The mosaic you can see in the apsis was an idea of Pope Onorio III, in the 13th century. By the first Jubilee in 1300, more wonderful works of art have been created, as well as even more pilgrims used to visit the tomb, and also because it was a way to gain money by the indulgences to pass the Holy Door. It gets opened every 25 years, or just in case of an extraordinary Jubilee, as it happens in the other three biggest basilicas in Rome. The wonderful cloister dates back to 1300 too, decorated by many different columns. There are thousands of tombs fragments, and you can take advantage of an extraordinary silence, helping reflection and prayer, as it happens in front of the majestic Arnolfo di Cambio's ciborium.
In the basilica, you can also see one of the Easter biggest candles of Christian buildings. It is 6 metres high, completely decorated by low-reliefs about the Gospels.
As soon as you enter the Basilica San Paolo Fuori le Mura, you get astonished by the high altar, situated over the level where the pilgrims seats during the masses.
There many chapels in the Basilica, and one of them is dedicated to the Blessed Sacrament. Inside of the latter, you can admire a wood crucifix, one of the few remains after the fire in 1823. You can see it was damaged by the flames, as the absence of hands and feet shows. It's send it spoke to St Brigida of Sweden, and it is one of the most important simulacrums for Roman people, because of the numerous miracles it offered them.
Another statue showing the signs of the fire is St Paul's, a sort of remain, together with the mosaic next to it, from the 13th century.
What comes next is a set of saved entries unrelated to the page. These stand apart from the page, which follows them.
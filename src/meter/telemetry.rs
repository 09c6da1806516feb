//! Counters describing what the estimators did with their input.

use std::{
    collections::HashMap,
    sync::{Arc, Mutex},
};

use super::estimator::FrameVerdict;

#[derive(Debug, Default)]
struct TelemetryState {
    verdicts: HashMap<&'static str, u64>,
    seeks: u64,
    ticks: u64,
    samples: u64,
    unsupported_ticks: u64,
}

/// Snapshot of telemetry suitable for assertions.
#[derive(Debug, Clone, PartialEq, Eq)]
pub struct TelemetrySnapshot {
    pub verdicts: Vec<(String, u64)>,
    pub seeks: u64,
    pub ticks: u64,
    pub samples: u64,
    pub unsupported_ticks: u64,
}

impl TelemetrySnapshot {
    pub fn verdict_count(&self, verdict: FrameVerdict) -> u64 {
        self.verdicts
            .iter()
            .find(|(name, _)| name == verdict.as_str())
            .map(|(_, count)| *count)
            .unwrap_or(0)
    }

    pub fn frames_seen(&self) -> u64 {
        self.verdicts.iter().map(|(_, count)| count).sum()
    }
}

/// Shared sink capturing estimator events.
#[derive(Clone, Default)]
pub struct TelemetrySink {
    state: Arc<Mutex<TelemetryState>>,
}

impl TelemetrySink {
    pub fn record_frame(&self, verdict: FrameVerdict) {
        let mut state = self.state.lock().expect("telemetry mutex poisoned");
        *state.verdicts.entry(verdict.as_str()).or_insert(0) += 1;
    }

    pub fn record_seek(&self) {
        let mut state = self.state.lock().expect("telemetry mutex poisoned");
        state.seeks += 1;
    }

    /// Records a tick and whether it produced a sample.
    pub fn record_tick(&self, sampled: bool, decode_supported: bool) {
        let mut state = self.state.lock().expect("telemetry mutex poisoned");
        state.ticks += 1;
        if sampled {
            state.samples += 1;
        }
        if !decode_supported {
            state.unsupported_ticks += 1;
        }
    }

    /// Exposes a snapshot for diagnostics and testing.
    pub fn snapshot(&self) -> TelemetrySnapshot {
        let state = self.state.lock().expect("telemetry mutex poisoned");
        let mut verdicts: Vec<(String, u64)> = state
            .verdicts
            .iter()
            .map(|(k, v)| (k.to_string(), *v))
            .collect();
        verdicts.sort();
        TelemetrySnapshot {
            verdicts,
            seeks: state.seeks,
            ticks: state.ticks,
            samples: state.samples,
            unsupported_ticks: state.unsupported_ticks,
        }
    }
}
Near the Basilica, you can visit also the Benedictine Abbey, the Archaeological area of the Roman Necropolis, the Cappella delle Reliquie where you can see the chain of St Peter, and the Pinacoteca, posting paintings of the period between the 12th and 14th century.
The fire in 1823
During the night between the 15th and the 16th July 1823, the Basilica was affected by a fire closing the almost complete destruction of it. The majority of the works of art disappeared, together with its decorations.
Roman people devotion and Pope Leone XII will were able to give the building back to its ancient splendor. They opened a great site to rebuild it, as a similar as possible it was in the past. The inauguration took place during the proclamation of the Immaculate Conception dogma, on 10th December 1854, in front of Cardinals coming from all over the world and Pope Pio IX.